There are various articles, blog posts and code samples on that technique and it is popular because the core concept is so simple. There are many variants of the technique used in different places. For textual documents this is also known as a W-shingling approach and is enhanced using other techniques like punctuation elimination, capital reduction, stop word stemming etc. For generic blocks of data which can contain non-textual binary the approach reduces to using a rolling checksum like Rabin Fingerprints. For a given block one has to get all the rolling checksum values and select K minimum checksum values from the set. We can then match all the K-min-values Sketches of all the blocks to determine fuzzy similarity between blocks. The ratio K to block size determines the extent of similarity we are looking for. While all this is fine, it is not immediately apparent how to go about doing this practically in one’s application. Storing and dealing with K minimum checksum values is out of the question, and what is the efficient way to get the K min values list in the first place ? Do we have to sort or is there a better way ?

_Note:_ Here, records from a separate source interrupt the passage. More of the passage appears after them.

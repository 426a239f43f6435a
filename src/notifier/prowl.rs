use std::time::Duration;

use async_trait::async_trait;
use reqwest::header::CONTENT_TYPE;
use reqwest::Client;
use url::form_urlencoded;
use url::Url;

use crate::app::{ReelwatchError, Result};
use crate::notifier::{Category, Notifier};

pub const PROWL_API: &str = "https://api.prowlapp.com/publicapi/";
const APPLICATION: &str = "reelwatch";

/// Push notifications through the Prowl API.
pub struct ProwlNotifier {
    client: Client,
    api_key: String,
    base: Url,
}

impl ProwlNotifier {
    pub fn new(api_key: &str) -> Result<Self> {
        Self::with_base(api_key, PROWL_API)
    }

    pub fn with_base(api_key: &str, base: &str) -> Result<Self> {
        let client = Client::builder()
            .timeout(Duration::from_secs(30))
            .build()?;

        Ok(Self {
            client,
            api_key: api_key.to_string(),
            base: Url::parse(base)?,
        })
    }

    /// Ask Prowl whether the API key is accepted.
    pub async fn verify(&self) -> Result<bool> {
        let mut url = self.base.join("verify")?;
        url.query_pairs_mut().append_pair("apikey", &self.api_key);

        let response = self.client.get(url).send().await?;
        let valid = response.status().is_success();
        if !valid {
            tracing::warn!("Prowl rejected the API key (HTTP {})", response.status());
        }
        Ok(valid)
    }

    /// Form body for the `add` call.
    pub fn add_form(&self, category: Category, message: &str) -> String {
        form_urlencoded::Serializer::new(String::new())
            .append_pair("apikey", &self.api_key)
            .append_pair("application", APPLICATION)
            .append_pair("event", category.event())
            .append_pair("description", message)
            .finish()
    }
}

#[async_trait]
impl Notifier for ProwlNotifier {
    async fn notify(&self, category: Category, message: &str) -> Result<()> {
        let url = self.base.join("add")?;
        let response = self
            .client
            .post(url)
            .header(CONTENT_TYPE, "application/x-www-form-urlencoded")
            .body(self.add_form(category, message))
            .send()
            .await?;

        if response.status().is_success() {
            tracing::debug!("Prowl notification sent: {} - {}", category, message);
            Ok(())
        } else {
            Err(ReelwatchError::Other(format!(
                "Prowl returned HTTP {}",
                response.status()
            )))
        }
    }
}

Since the approach is so popular there are also lots of example code available which shows how to do this in practice. However it also requires a bit of tweaking to suit one’s application needs. I am listing some of the resources I read through to understand and evaluate the approaches:
- Sketch of the Day: K-Minimum Values
- Finding similar items using minhashing
- Similarity and Dissimilarity Measures
- Set Similarity and Min Hash
- Calculating Similarity
- Finding the top K items in a list efficiently. While this talks about top-K the approach has to be inverted for bottom-K.
If you get overwhelmed after reading all those links and the Wikipedia articles above I can fully sympathize. However patience and perseverance is required especially if Maths is not your second language. If I take a stock here, things boil down to this:
- Compute all the rolling hashes for a block and store them.
- I do not need to store the entire 8-byte hash, the lower 4 bytes are mostly enough.
- I am using block sizes of 4K to 128K, so I need 8KB to 500KB to store the list for a block.
- Since pcompress does memory buffer to memory buffer compression I can temporarily use space in the target buffer for the list avoiding an allocation.
- Chose K = 40% of block size to allow for 40% approximate similarity.
- Once the K minimum values are obtained compute a hash over that list to get a Similarity Index.
- I am using xxHash here as it is extremely fast and has very good properties.
- If the Similarity Index of two blocks are same they should be similar to the extent of 40% or greater.
- Okay so now how to efficiently find the K minimum fingerprint values ?
Sorting is an option but is sub-optimal. I just need K values and should not waste computation sorting all the values. I appears that a Heap based Priority Queue is the optimal choice in this situation. Thanks to Steve Hanov for the tip. While Steve talks about finding top-K items, finding the bottom-K items is the same approach tweaked. I eventually landed up with an in-place Min Heap implementation from Python’s heapq. Also see this StackOverflow thread for more details. Python’s heapq is implemented in C and is nice and compact. It also has very high performance. I stripped out only portions from the heapqmodule that I needed and simplified and optimized them further as much as I could think of. I also decided not to sort the collection of K min values that this gives. The relative positions of values in the input block can affect where the values end up in the in-place heap and is an added similarity measure automatically.
So after all this circus I now have a much better Delta Compression for Pcompress where the potential for false similarity matches is about 0.001% on average. False similarity is one where the two blocks have less than 40% in common. The Delta Compression performance is much better than before. In addition because of better matching predictability it helps all compression algorithms to improve compression ratio. This change is currently in the Github repo and will make it into the next release in a while. See here and here if you are interested in the actual changes.